A range of placental histopathologic findings has been reported in patients infected with COVID-19 during pregnancy including inflammatory processes (chronic villitis, chronic deciduitis, features of ascending intrauterine infection), maternal vascular malperfusion (placental infarction, accelerated villous maturation, decidual arteriopathy) and fetal vascular malperfusion (fetal vascular thrombosis)19,24,25. Nonetheless, the incidence of such findings is not significantly different than in patients without SARS-CoV-2 infection19.

Future investigations should focus on validating our findings and, ideally, test for Spike protein accumulation or presence of mRNA in the placenta under controlled conditions. Whether SARS-CoV-2 mRNA vaccine components reach the placenta and undergo translation within the first 48 h after inoculation remains to be determined, as we were unable to control for the vaccination-delivery interval and the shortest interval observed in our series was 2 days. Whether mRNA vaccine components reach the fetus while sparing the placenta also cannot be excluded based on our study design.
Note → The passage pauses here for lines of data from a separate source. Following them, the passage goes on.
//! Semantic operation markers
//!
//! A marker tags an INFO event with the kind of operation it reports on. On
//! the console, with emoji enabled, the marker's glyph replaces the level
//! glyph.

use std::fmt;

#[derive(Debug, Clone, Copy, PartialEq, Eq, Hash)]
pub enum Marker {
    StepStart,
    StepComplete,
    PhaseComplete,
    Init,
    Config,
    Network,
    Ai,
    Screenshot,
}

impl Marker {
    pub const ALL: [Marker; 8] = [
        Marker::StepStart,
        Marker::StepComplete,
        Marker::PhaseComplete,
        Marker::Init,
        Marker::Config,
        Marker::Network,
        Marker::Ai,
        Marker::Screenshot,
    ];

    pub fn glyph(&self) -> &'static str {
        match self {
            Marker::StepStart => "🚀",
            Marker::StepComplete => "✅",
            Marker::PhaseComplete => "🎉",
            Marker::Init => "🔧",
            Marker::Config => "⚙️",
            Marker::Network => "🌐",
            Marker::Ai => "🤖",
            Marker::Screenshot => "📸",
        }
    }

    pub fn tag(&self) -> &'static str {
        match self {
            Marker::StepStart => "step-start",
            Marker::StepComplete => "step-complete",
            Marker::PhaseComplete => "phase-complete",
            Marker::Init => "init",
            Marker::Config => "config",
            Marker::Network => "network",
            Marker::Ai => "ai",
            Marker::Screenshot => "screenshot",
        }
    }
}

impl fmt::Display for Marker {
    fn fmt(&self, f: &mut fmt::Formatter<'_>) -> fmt::Result {
        f.write_str(self.tag())
    }
}
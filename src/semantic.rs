//! Semantic operation helpers
//!
//! Each helper logs `message` at INFO with a fixed [`Marker`]. They go
//! through the same path as [`Logger::info`]: the console threshold applies
//! to them and the file sink records them with no glyph.
//!
//! ```
//! use visiondesk_logger::semantic::{log_screenshot, log_step_start};
//! use visiondesk_logger::{ConsoleTarget, LoggingOptions, LoggingSystem, MemoryBuffer};
//!
//! let buffer = MemoryBuffer::new();
//! let system = LoggingSystem::new();
//! system.configure(
//!     LoggingOptions::new()
//!         .with_file_logging(false)
//!         .with_colors(false)
//!         .with_console_target(ConsoleTarget::Memory(buffer.clone())),
//! );
//!
//! let logger = system.get_logger("capture");
//! log_step_start(&logger, "Selecting region");
//! log_screenshot(&logger, "captured");
//! assert!(buffer.lines().last().unwrap().ends_with("📸 [capture] INFO: captured"));
//! ```

use crate::core::{Logger, Marker};

pub fn log_step_start(logger: &Logger, message: impl AsRef<str>) {
    logger.log_marked(Marker::StepStart, message);
}

pub fn log_step_complete(logger: &Logger, message: impl AsRef<str>) {
    logger.log_marked(Marker::StepComplete, message);
}

/// Marks the end of a multi-step phase
pub fn log_phase_complete(logger: &Logger, message: impl AsRef<str>) {
    logger.log_marked(Marker::PhaseComplete, message);
}

pub fn log_init(logger: &Logger, message: impl AsRef<str>) {
    logger.log_marked(Marker::Init, message);
}

pub fn log_config(logger: &Logger, message: impl AsRef<str>) {
    logger.log_marked(Marker::Config, message);
}

pub fn log_network(logger: &Logger, message: impl AsRef<str>) {
    logger.log_marked(Marker::Network, message);
}

/// AI provider and vision model activity
pub fn log_ai(logger: &Logger, message: impl AsRef<str>) {
    logger.log_marked(Marker::Ai, message);
}

pub fn log_screenshot(logger: &Logger, message: impl AsRef<str>) {
    logger.log_marked(Marker::Screenshot, message);
}
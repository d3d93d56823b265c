//! Error types for the logging subsystem
//!
//! None of these ever reach callers of `configure` or the log methods; they
//! travel between appenders and the sink set, which reports them as warnings.
//! Only [`LoggingOptions::load`](crate::LoggingOptions::load) returns them.

pub type Result<T> = std::result::Result<T, LoggerError>;

#[derive(Debug, thiserror::Error)]
pub enum LoggerError {
    /// IO error with context
    #[error("IO error while {operation}: {message}")]
    IoOperation {
        operation: String,
        message: String,
        #[source]
        source: std::io::Error,
    },

    /// Generic IO error
    #[error("IO error: {0}")]
    IoError(#[from] std::io::Error),

    /// JSON deserialization error
    #[error("JSON error: {0}")]
    JsonError(#[from] serde_json::Error),

    /// Options file could not be read or parsed
    #[error("Failed to load logging options from '{path}': {message}")]
    ConfigLoad { path: String, message: String },

    /// File appender error with path
    #[error("File appender error for '{path}': {message}")]
    FileAppenderError { path: String, message: String },

    /// File rotation error
    #[error("File rotation failed for '{path}': {message}")]
    FileRotationError { path: String, message: String },

    /// Writer error (generic)
    #[error("Writer error: {0}")]
    WriterError(String),
}

impl LoggerError {
    /// Create an IO operation error with context
    pub fn io_operation(
        operation: impl Into<String>,
        message: impl Into<String>,
        source: std::io::Error,
    ) -> Self {
        LoggerError::IoOperation {
            operation: operation.into(),
            message: message.into(),
            source,
        }
    }

    /// Create an options loading error
    pub fn config_load(path: impl Into<String>, message: impl Into<String>) -> Self {
        LoggerError::ConfigLoad {
            path: path.into(),
            message: message.into(),
        }
    }

    /// Create a file appender error
    pub fn file_appender(path: impl Into<String>, message: impl Into<String>) -> Self {
        LoggerError::FileAppenderError {
            path: path.into(),
            message: message.into(),
        }
    }

    /// Create a file rotation error
    pub fn file_rotation(path: impl Into<String>, message: impl Into<String>) -> Self {
        LoggerError::FileRotationError {
            path: path.into(),
            message: message.into(),
        }
    }

    /// Create a writer error (generic)
    pub fn writer<S: Into<String>>(msg: S) -> Self {
        LoggerError::WriterError(msg.into())
    }
}

#[cfg(test)]
mod tests {
    use super::*;

    #[test]
    fn test_error_creation() {
        let err = LoggerError::config_load("/etc/visiondesk.json", "missing");
        assert!(matches!(err, LoggerError::ConfigLoad { .. }));

        let err = LoggerError::file_appender("/var/log/app.log", "Permission denied");
        assert!(matches!(err, LoggerError::FileAppenderError { .. }));

        let err = LoggerError::writer("closed");
        assert!(matches!(err, LoggerError::WriterError(_)));
    }

    #[test]
    fn test_error_display() {
        let err = LoggerError::file_rotation("/var/log/app.log", "Disk full");
        assert_eq!(
            err.to_string(),
            "File rotation failed for '/var/log/app.log': Disk full"
        );

        let err = LoggerError::config_load("opts.json", "expected value");
        assert_eq!(
            err.to_string(),
            "Failed to load logging options from 'opts.json': expected value"
        );
    }

    #[test]
    fn test_io_operation_error() {
        let io_err = std::io::Error::new(std::io::ErrorKind::PermissionDenied, "access denied");
        let err = LoggerError::io_operation("creating log directory", "cannot create logs", io_err);

        assert!(matches!(err, LoggerError::IoOperation { .. }));
        assert!(err.to_string().contains("creating log directory"));
        assert!(err.to_string().contains("cannot create logs"));
    }
}
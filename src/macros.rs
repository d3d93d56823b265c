//! Logging macros for ergonomic log message formatting.
//!
//! These macros provide a convenient interface for logging with automatic
//! string formatting, similar to `println!` and `format!`.
//!
//! # Examples
//!
//! ```
//! use visiondesk_logger::{info, marked, LoggingOptions, LoggingSystem, Marker};
//!
//! let system = LoggingSystem::new();
//! system.configure(LoggingOptions::new().with_file_logging(false).with_console_logging(false));
//! let logger = system.get_logger("shortcuts");
//!
//! let key = "Ctrl+Shift+S";
//! info!(logger, "Shortcut registered: {}", key);
//! marked!(logger, Marker::Screenshot, "Captured {}x{} region", 640, 480);
//! ```

/// Log a message with automatic formatting.
#[macro_export]
macro_rules! log {
    ($logger:expr, $level:expr, $($arg:tt)+) => {
        $logger.log($level, format!($($arg)+))
    };
}

/// Log an INFO message tagged with a semantic marker.
#[macro_export]
macro_rules! marked {
    ($logger:expr, $marker:expr, $($arg:tt)+) => {
        $logger.log_marked($marker, format!($($arg)+))
    };
}

#[macro_export]
macro_rules! debug {
    ($logger:expr, $($arg:tt)+) => {
        $crate::log!($logger, $crate::LogLevel::Debug, $($arg)+)
    };
}

#[macro_export]
macro_rules! info {
    ($logger:expr, $($arg:tt)+) => {
        $crate::log!($logger, $crate::LogLevel::Info, $($arg)+)
    };
}

#[macro_export]
macro_rules! warning {
    ($logger:expr, $($arg:tt)+) => {
        $crate::log!($logger, $crate::LogLevel::Warning, $($arg)+)
    };
}

#[macro_export]
macro_rules! error {
    ($logger:expr, $($arg:tt)+) => {
        $crate::log!($logger, $crate::LogLevel::Error, $($arg)+)
    };
}

#[macro_export]
macro_rules! critical {
    ($logger:expr, $($arg:tt)+) => {
        $crate::log!($logger, $crate::LogLevel::Critical, $($arg)+)
    };
}
//! Name-keyed logger cache

use super::logger::Logger;
use super::system::SystemCore;
use parking_lot::Mutex;
use std::collections::HashMap;
use std::sync::Arc;

/// Name used when a logger is requested with an empty name
pub const ROOT_LOGGER: &str = "root";

/// Hands out one [`Logger`] per name for the life of its system.
///
/// Lookups from any number of threads agree on the instance: the first one
/// inserts under the lock, every later one clones the stored `Arc`.
pub struct LoggerRegistry {
    core: Arc<SystemCore>,
    loggers: Mutex<HashMap<String, Arc<Logger>>>,
}

impl LoggerRegistry {
    pub(crate) fn new(core: Arc<SystemCore>) -> Self {
        Self {
            core,
            loggers: Mutex::new(HashMap::new()),
        }
    }

    pub fn get(&self, name: &str) -> Arc<Logger> {
        let name = if name.is_empty() { ROOT_LOGGER } else { name };

        let mut loggers = self.loggers.lock();
        if let Some(logger) = loggers.get(name) {
            return Arc::clone(logger);
        }

        let logger = Arc::new(Logger::new(name, Arc::clone(&self.core)));
        loggers.insert(name.to_string(), Arc::clone(&logger));
        logger
    }

    pub fn contains(&self, name: &str) -> bool {
        self.loggers.lock().contains_key(name)
    }

    pub fn len(&self) -> usize {
        self.loggers.lock().len()
    }

    pub fn is_empty(&self) -> bool {
        self.loggers.lock().is_empty()
    }

    /// Registered names, sorted
    pub fn names(&self) -> Vec<String> {
        let mut names: Vec<String> = self.loggers.lock().keys().cloned().collect();
        names.sort();
        names
    }
}

#[cfg(test)]
mod tests {
    use crate::core::LoggingSystem;
    use std::sync::Arc;
    use std::thread;

    #[test]
    fn test_same_name_same_instance() {
        let system = LoggingSystem::new();
        let a = system.get_logger("ui.main_window");
        let b = system.get_logger("ui.main_window");
        let c = system.get_logger("ui.overlay");

        assert!(Arc::ptr_eq(&a, &b));
        assert!(!Arc::ptr_eq(&a, &c));
        assert_eq!(system.registry().len(), 2);
        assert_eq!(system.registry().names(), vec!["ui.main_window", "ui.overlay"]);
    }

    #[test]
    fn test_empty_name_is_root() {
        let system = LoggingSystem::new();
        let root = system.get_logger("");
        assert_eq!(root.name(), "root");
        assert!(Arc::ptr_eq(&root, &system.get_logger("root")));
        assert!(system.registry().contains("root"));
    }

    #[test]
    fn test_concurrent_lookups_agree() {
        let system = Arc::new(LoggingSystem::new());
        let handles: Vec<_> = (0..8)
            .map(|_| {
                let system = Arc::clone(&system);
                thread::spawn(move || system.get_logger("shared"))
            })
            .collect();

        let loggers: Vec<_> = handles.into_iter().map(|h| h.join().unwrap()).collect();
        for logger in &loggers[1..] {
            assert!(Arc::ptr_eq(&loggers[0], logger));
        }
        assert_eq!(system.registry().len(), 1);
    }

    #[test]
    fn test_systems_do_not_share_registries() {
        let first = LoggingSystem::new();
        let second = LoggingSystem::new();
        assert!(!Arc::ptr_eq(&first.get_logger("x"), &second.get_logger("x")));
    }
}
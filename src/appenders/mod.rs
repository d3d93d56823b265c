//! Appender implementations

pub mod console;
pub mod rotating_file;

pub use console::{ConsoleAppender, ConsoleTarget, MemoryBuffer};
pub use rotating_file::{
    RotatingFileAppender, RotationPolicy, DEFAULT_MAX_BACKUPS, DEFAULT_MAX_BYTES,
};

pub use crate::core::Appender;
//! Named logger handle

use super::{log_event::LogEvent, log_level::LogLevel, marker::Marker, system::SystemCore};
use std::fmt;
use std::sync::Arc;

/// A named handle into a [`LoggingSystem`](super::LoggingSystem).
///
/// Obtain one with `get_logger`; the handle carries only its name; level
/// thresholds and sinks come from the system's active configuration at the
/// time of each call.
///
/// # Example
///
/// ```
/// use visiondesk_logger::{ConsoleTarget, LoggingOptions, LoggingSystem, MemoryBuffer};
///
/// let buffer = MemoryBuffer::new();
/// let system = LoggingSystem::new();
/// system.configure(
///     LoggingOptions::new()
///         .with_file_logging(false)
///         .with_console_target(ConsoleTarget::Memory(buffer.clone())),
/// );
///
/// let logger = system.get_logger("capture");
/// logger.info("Region selected");
/// assert_eq!(buffer.count_containing("[capture] "), 1);
/// ```
pub struct Logger {
    name: Arc<str>,
    core: Arc<SystemCore>,
}

impl Logger {
    pub(crate) fn new(name: &str, core: Arc<SystemCore>) -> Self {
        Self {
            name: Arc::from(name),
            core,
        }
    }

    pub fn name(&self) -> &str {
        &self.name
    }

    pub fn log(&self, level: LogLevel, message: impl AsRef<str>) {
        let event = LogEvent::new(Arc::clone(&self.name), level, message);
        self.core.dispatch(&event);
    }

    /// Log an INFO event tagged with `marker`
    pub fn log_marked(&self, marker: Marker, message: impl AsRef<str>) {
        let event = LogEvent::marked(Arc::clone(&self.name), LogLevel::Info, marker, message);
        self.core.dispatch(&event);
    }

    #[inline]
    pub fn debug(&self, message: impl AsRef<str>) {
        self.log(LogLevel::Debug, message);
    }

    #[inline]
    pub fn info(&self, message: impl AsRef<str>) {
        self.log(LogLevel::Info, message);
    }

    #[inline]
    pub fn warning(&self, message: impl AsRef<str>) {
        self.log(LogLevel::Warning, message);
    }

    #[inline]
    pub fn error(&self, message: impl AsRef<str>) {
        self.log(LogLevel::Error, message);
    }

    #[inline]
    pub fn critical(&self, message: impl AsRef<str>) {
        self.log(LogLevel::Critical, message);
    }
}

impl fmt::Debug for Logger {
    fn fmt(&self, f: &mut fmt::Formatter<'_>) -> fmt::Result {
        f.debug_struct("Logger").field("name", &self.name).finish()
    }
}
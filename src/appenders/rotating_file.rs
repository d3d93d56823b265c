//! Rotating file appender with size-based rotation
//!
//! The active file is `app.log`; rotated generations are `app.log.1`
//! (newest) through `app.log.N` (oldest). A line is never split across a
//! rotation: the size check happens before the whole line is written.

use crate::core::appender::Appender;
use crate::core::error::{LoggerError, Result};
use crate::core::formatter::{FormatterConfig, SinkKind};
use crate::core::log_event::LogEvent;
use std::fs::{self, File, OpenOptions};
use std::io::{BufWriter, Write};
use std::path::{Path, PathBuf};

/// Size threshold of the application's file sink (10 MB)
pub const DEFAULT_MAX_BYTES: u64 = 10 * 1024 * 1024;

/// Backup generations kept by the application's file sink
pub const DEFAULT_MAX_BACKUPS: usize = 10;

/// When to rotate and how many generations to keep
///
/// # Examples
///
/// ```
/// use visiondesk_logger::appenders::RotationPolicy;
///
/// let policy = RotationPolicy::new()
///     .with_max_size(50 * 1024 * 1024)
///     .with_max_backups(7);
///
/// assert!(!policy.should_rotate(0, 100 * 1024 * 1024));
/// assert!(policy.should_rotate(50 * 1024 * 1024, 1));
/// ```
#[derive(Debug, Clone, Copy, PartialEq, Eq)]
pub struct RotationPolicy {
    /// Size the active file may reach before it is rotated
    pub max_bytes: u64,
    /// Maximum number of rotated files to keep
    pub max_backup_files: usize,
}

impl Default for RotationPolicy {
    fn default() -> Self {
        Self {
            max_bytes: DEFAULT_MAX_BYTES,
            max_backup_files: DEFAULT_MAX_BACKUPS,
        }
    }
}

impl RotationPolicy {
    /// Create a new rotation policy with default settings
    #[must_use]
    pub fn new() -> Self {
        Self::default()
    }

    /// Set maximum file size
    #[must_use = "builder methods return a new value and do not modify the original"]
    pub fn with_max_size(mut self, size: u64) -> Self {
        self.max_bytes = size;
        self
    }

    /// Set maximum backup files
    #[must_use = "builder methods return a new value and do not modify the original"]
    pub fn with_max_backups(mut self, count: usize) -> Self {
        self.max_backup_files = count;
        self
    }

    /// Whether appending `incoming` bytes to a file of `current_size` bytes
    /// must first rotate it. An empty file is never rotated, so a single
    /// oversized line still lands somewhere.
    #[must_use]
    pub fn should_rotate(&self, current_size: u64, incoming: u64) -> bool {
        current_size > 0 && current_size.saturating_add(incoming) > self.max_bytes
    }
}

/// Rotating file appender
///
/// Lines are rendered plain (no glyphs, no color) and flushed after each
/// append.
///
/// # Examples
///
/// ```no_run
/// use visiondesk_logger::appenders::{RotatingFileAppender, RotationPolicy};
///
/// let policy = RotationPolicy::new().with_max_size(1024 * 1024).with_max_backups(3);
/// let appender = RotatingFileAppender::with_policy("logs/visiondesk_20250108.log", policy).unwrap();
/// ```
pub struct RotatingFileAppender {
    base_path: PathBuf,
    policy: RotationPolicy,
    writer: Option<BufWriter<File>>,
    current_size: u64,
    /// Rotation failure recovered from during the last append
    pending_warning: Option<LoggerError>,
    /// Set while rotation keeps failing; cleared by the next success
    rotation_failing: bool,
}

impl RotatingFileAppender {
    /// Create a new rotating file appender with the default policy
    ///
    /// # Errors
    ///
    /// Returns error if the directory or file cannot be created or opened
    pub fn new<P: AsRef<Path>>(path: P) -> Result<Self> {
        Self::with_policy(path, RotationPolicy::default())
    }

    /// Create a new rotating file appender with custom policy
    ///
    /// # Errors
    ///
    /// Returns error if the directory or file cannot be created or opened
    pub fn with_policy<P: AsRef<Path>>(path: P, policy: RotationPolicy) -> Result<Self> {
        let base_path = path.as_ref().to_path_buf();

        if let Some(parent) = base_path.parent() {
            if !parent.as_os_str().is_empty() {
                fs::create_dir_all(parent).map_err(|e| {
                    LoggerError::io_operation(
                        "create log directory",
                        format!("Failed to create directory '{}'", parent.display()),
                        e,
                    )
                })?;
            }
        }

        let (file, current_size) = Self::open_append(&base_path)?;

        Ok(Self {
            base_path,
            policy,
            writer: Some(BufWriter::new(file)),
            current_size,
            pending_warning: None,
            rotation_failing: false,
        })
    }

    fn open_append(path: &Path) -> Result<(File, u64)> {
        let file = OpenOptions::new()
            .create(true)
            .append(true)
            .open(path)
            .map_err(|e| {
                LoggerError::file_appender(
                    path.display().to_string(),
                    format!("Failed to open: {}", e),
                )
            })?;

        let size = file
            .metadata()
            .map_err(|e| {
                LoggerError::file_appender(
                    path.display().to_string(),
                    format!("Cannot access file metadata: {}", e),
                )
            })?
            .len();

        Ok((file, size))
    }

    /// Shift generations down by one and start a fresh active file
    fn rotate(&mut self) -> Result<()> {
        let failed = |path: &Path, what: &str, e: std::io::Error| {
            LoggerError::file_rotation(path.display().to_string(), format!("{}: {}", what, e))
        };

        // Release the handle before renaming the file underneath it
        if let Some(mut writer) = self.writer.take() {
            writer
                .flush()
                .map_err(|e| failed(&self.base_path, "flush before rotation", e))?;
        }

        let keep = self.policy.max_backup_files;
        if keep == 0 {
            let file = OpenOptions::new()
                .create(true)
                .write(true)
                .truncate(true)
                .open(&self.base_path)
                .map_err(|e| failed(&self.base_path, "truncate active file", e))?;
            self.writer = Some(BufWriter::new(file));
            self.current_size = 0;
            return Ok(());
        }

        let evicted = self.backup_path(keep);
        if evicted.exists() {
            fs::remove_file(&evicted).map_err(|e| failed(&evicted, "evict oldest generation", e))?;
        }

        for generation in (1..keep).rev() {
            let from = self.backup_path(generation);
            if from.exists() {
                fs::rename(&from, self.backup_path(generation + 1))
                    .map_err(|e| failed(&from, "shift generation", e))?;
            }
        }

        if self.base_path.exists() {
            fs::rename(&self.base_path, self.backup_path(1))
                .map_err(|e| failed(&self.base_path, "move active file to .1", e))?;
        }

        let (file, _) = Self::open_append(&self.base_path).map_err(|e| {
            LoggerError::file_rotation(self.base_path.display().to_string(), e.to_string())
        })?;
        self.writer = Some(BufWriter::new(file));
        self.current_size = 0;
        Ok(())
    }

    /// Path of rotated generation `generation` (`1` is the newest)
    #[must_use]
    pub fn backup_path(&self, generation: usize) -> PathBuf {
        let mut name = self
            .base_path
            .file_name()
            .map(|n| n.to_os_string())
            .unwrap_or_else(|| "visiondesk.log".into());
        name.push(format!(".{}", generation));
        self.base_path.with_file_name(name)
    }

    /// Get current file size
    #[must_use]
    pub fn current_size(&self) -> u64 {
        self.current_size
    }

    /// Get base path
    #[must_use]
    pub fn path(&self) -> &Path {
        &self.base_path
    }

    /// Get rotation policy
    #[must_use]
    pub fn policy(&self) -> &RotationPolicy {
        &self.policy
    }
}

impl Appender for RotatingFileAppender {
    fn append(&mut self, event: &LogEvent) -> Result<()> {
        let mut line = FormatterConfig::PLAIN.format(event, SinkKind::File);
        line.push('\n');
        let bytes = line.len() as u64;

        if self.policy.should_rotate(self.current_size, bytes) {
            match self.rotate() {
                Ok(()) => self.rotation_failing = false,
                Err(e) => {
                    // Keep logging into whatever file we can still reach
                    if self.writer.is_none() {
                        match Self::open_append(&self.base_path) {
                            Ok((file, size)) => {
                                self.writer = Some(BufWriter::new(file));
                                self.current_size = size;
                            }
                            Err(reopen_err) => {
                                self.pending_warning = Some(e);
                                return Err(reopen_err);
                            }
                        }
                    }

                    // Retried on every write; reported once per failure streak
                    if !self.rotation_failing {
                        self.rotation_failing = true;
                        self.pending_warning = Some(e);
                    }
                }
            }
        }

        let writer = self
            .writer
            .as_mut()
            .ok_or_else(|| LoggerError::writer("File writer not initialized"))?;

        writer
            .write_all(line.as_bytes())
            .and_then(|()| writer.flush())
            .map_err(|e| {
                LoggerError::file_appender(
                    self.base_path.display().to_string(),
                    format!("Failed to write log entry: {}", e),
                )
            })?;
        self.current_size += bytes;
        Ok(())
    }

    fn flush(&mut self) -> Result<()> {
        if let Some(ref mut writer) = self.writer {
            writer.flush().map_err(|e| {
                LoggerError::file_appender(
                    self.base_path.display().to_string(),
                    format!("Failed to flush: {}", e),
                )
            })?;
        }
        Ok(())
    }

    fn name(&self) -> &str {
        "rotating_file"
    }

    fn kind(&self) -> SinkKind {
        SinkKind::File
    }

    fn take_warning(&mut self) -> Option<LoggerError> {
        self.pending_warning.take()
    }
}

impl Drop for RotatingFileAppender {
    fn drop(&mut self) {
        if let Some(mut writer) = self.writer.take() {
            let _ = writer.flush();
        }
    }
}
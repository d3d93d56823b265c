//! Core logger types and traits

pub mod appender;
pub mod config;
pub mod error;
pub mod formatter;
pub mod log_event;
pub mod log_level;
pub mod logger;
pub mod marker;
pub mod registry;
pub mod sink_set;
pub mod system;

pub use appender::Appender;
pub use config::{default_log_dir, LoggingConfig, LoggingOptions, DEFAULT_LOG_FILE_PREFIX};
pub use error::{LoggerError, Result};
pub use formatter::{format, FormatterConfig, SinkKind, TIMESTAMP_FORMAT};
pub use log_event::LogEvent;
pub use log_level::LogLevel;
pub use logger::Logger;
pub use marker::Marker;
pub use registry::{LoggerRegistry, ROOT_LOGGER};
pub use sink_set::{SinkSet, INTERNAL_LOGGER};
pub use system::{configure, flush, get_logger, global, LoggingState, LoggingSystem};
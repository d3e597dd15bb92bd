//! Model-completion collaborator: trait and upstream backend.

mod errors;
mod openai;
mod types;

pub use errors::ModelError;
pub use openai::{OpenAiBackend, OpenAiBackendBuilder};
pub use types::{ModelBackend, ModelResponse, ModelStream};
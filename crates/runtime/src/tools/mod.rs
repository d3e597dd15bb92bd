//! Tool execution: result types, backend transport, and the tool client.

mod client;
mod transport;
mod types;

pub use client::ToolClient;
pub use transport::{HttpToolServer, ToolTransport, TransportError};
pub use types::{ToolFailure, ToolOutcome, ToolResult};
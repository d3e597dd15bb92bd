//! Server-sent-event framing for the streaming chat protocol.
//!
//! Upstream streams arrive as arbitrary byte chunks; frames are delimited
//! by a blank line and payloads live on `data:` lines. The parser is
//! incremental so a frame split across network reads is reassembled.

use serde::Serialize;

/// The stream-termination sentinel used by the chat protocol.
pub const DONE_SENTINEL: &str = "[DONE]";

/// One parsed SSE event.
#[derive(Debug, Clone, PartialEq, Eq)]
pub enum SseEvent {
    /// A `data:` payload (already joined across continuation lines).
    Data(String),
    /// The `[DONE]` sentinel.
    Done,
}

/// Incremental SSE frame parser.
#[derive(Debug, Default)]
pub struct SseParser {
    buffer: String,
}

impl SseParser {
    pub fn new() -> Self {
        Self::default()
    }

    /// Feed raw bytes, returning every event completed by this read.
    pub fn feed(&mut self, bytes: &[u8]) -> Vec<SseEvent> {
        self.buffer
            .push_str(&String::from_utf8_lossy(bytes).replace("\r\n", "\n"));

        let mut events = Vec::new();
        while let Some(pos) = self.buffer.find("\n\n") {
            let frame: String = self.buffer.drain(..pos + 2).collect();
            if let Some(event) = parse_frame(&frame) {
                events.push(event);
            }
        }
        events
    }
}

fn parse_frame(frame: &str) -> Option<SseEvent> {
    let data: Vec<&str> = frame
        .lines()
        .filter_map(|line| line.strip_prefix("data:"))
        .map(|rest| rest.strip_prefix(' ').unwrap_or(rest))
        .collect();

    if data.is_empty() {
        return None;
    }

    let payload = data.join("\n");
    if payload.trim() == DONE_SENTINEL {
        Some(SseEvent::Done)
    } else {
        Some(SseEvent::Data(payload))
    }
}

/// Encode a payload as one SSE frame.
pub fn encode_frame<T: Serialize>(payload: &T) -> String {
    // Serialization of our own wire types cannot fail.
    let json = serde_json::to_string(payload).unwrap_or_default();
    format!("data: {json}\n\n")
}

/// The terminal frame.
pub fn done_frame() -> String {
    format!("data: {DONE_SENTINEL}\n\n")
}

#[cfg(test)]
mod tests {
    use super::*;

    #[test]
    fn frame_split_across_reads() {
        let mut parser = SseParser::new();
        assert!(parser.feed(b"data: {\"a\":").is_empty());
        let events = parser.feed(b"1}\n\n");
        assert_eq!(events, vec![SseEvent::Data("{\"a\":1}".to_string())]);
    }

    #[test]
    fn multiple_frames_in_one_read() {
        let mut parser = SseParser::new();
        let events = parser.feed(b"data: 1\n\ndata: 2\n\ndata: [DONE]\n\n");
        assert_eq!(
            events,
            vec![
                SseEvent::Data("1".to_string()),
                SseEvent::Data("2".to_string()),
                SseEvent::Done,
            ]
        );
    }

    #[test]
    fn crlf_delimiters() {
        let mut parser = SseParser::new();
        let events = parser.feed(b"data: x\r\n\r\n");
        assert_eq!(events, vec![SseEvent::Data("x".to_string())]);
    }

    #[test]
    fn comment_frames_are_skipped() {
        let mut parser = SseParser::new();
        assert!(parser.feed(b": keep-alive\n\n").is_empty());
    }

    #[test]
    fn encode_round_trips() {
        let frame = encode_frame(&serde_json::json!({"k": "v"}));
        let mut parser = SseParser::new();
        let events = parser.feed(frame.as_bytes());
        assert_eq!(events, vec![SseEvent::Data("{\"k\":\"v\"}".to_string())]);
    }
}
This study includes a well-characterized cohort of pregnant subjects, and testing followed validated protocols for SARS-CoV-2 Spike glycoprotein (protein expression by immunohistochemistry and mRNA by in situ hybridization). Nonetheless, we acknowledge that many of the variables of interest could not be controlled. For instance, the vaccination-delivery interval varied among patients. Animal studies suggest that mRNA vaccine-encoded antigens can be detected in regional lymph nodes and/or tissues up to 10 days post-vaccination, and occasionally in the liver for up to 1–4 days1,23. To minimize the likelihood of false negatives due to long vaccination-delivery intervals, we enriched our cohort with placenta from patients with short intervals (22 cases had vaccination to delivery intervals of 10 days or less). An additional limitation pertains to the unavailability of a positive control expressing the spike protein encoded by the vaccine mRNA. Ideally, future control studies validating our findings should include a positive control from human tissue of a non-infected patient expressing the spike protein encoded by the vaccine mRNA. We believe our results are still valid for two main reasons: First, we utilized two different methodologies: in situ hybridization to directly detect the vaccine mRNA, as well as immunohistochemistry to detect the mRNA translation product (spike protein). Second, the mRNA vaccines assessed in this study are known to encode the full-length SARS-CoV-2 spike protein. The mRNA sequence in the vaccine is identical to that of the native virus, except for two stabilizing mutations in amino acids K986P and V987P1,26. Both our monoclonal immunohistochemical antibody and the RNAScope probes target an epitope and an RNA sequence outside of these two mutations as per manufacturers datasheets, respectively. Specifically, our antibody targets an epitope in the amino acids 1029-1192 of the SARS-CoV-2 spike protein, and our RNAScope probes target the RNA sequence encoding amino acids 22 and 580. Both areas are unmodified in mRNA vaccines, and therefore any accumulation of S protein or RNA in placental tissues would be detected by our methods of choice.

In summary, immunization with mRNA vaccines against SARS-CoV-2 does not lead to translation or accumulation of the Spike protein in the placenta, as detected by in situ hybridization and immunohistochemistry. This observation is in keeping with the cell and tissue-specific delivery characteristic of mRNA vaccine technologies. It also provides further evidence underscoring the safety of mRNA vaccines during pregnancy.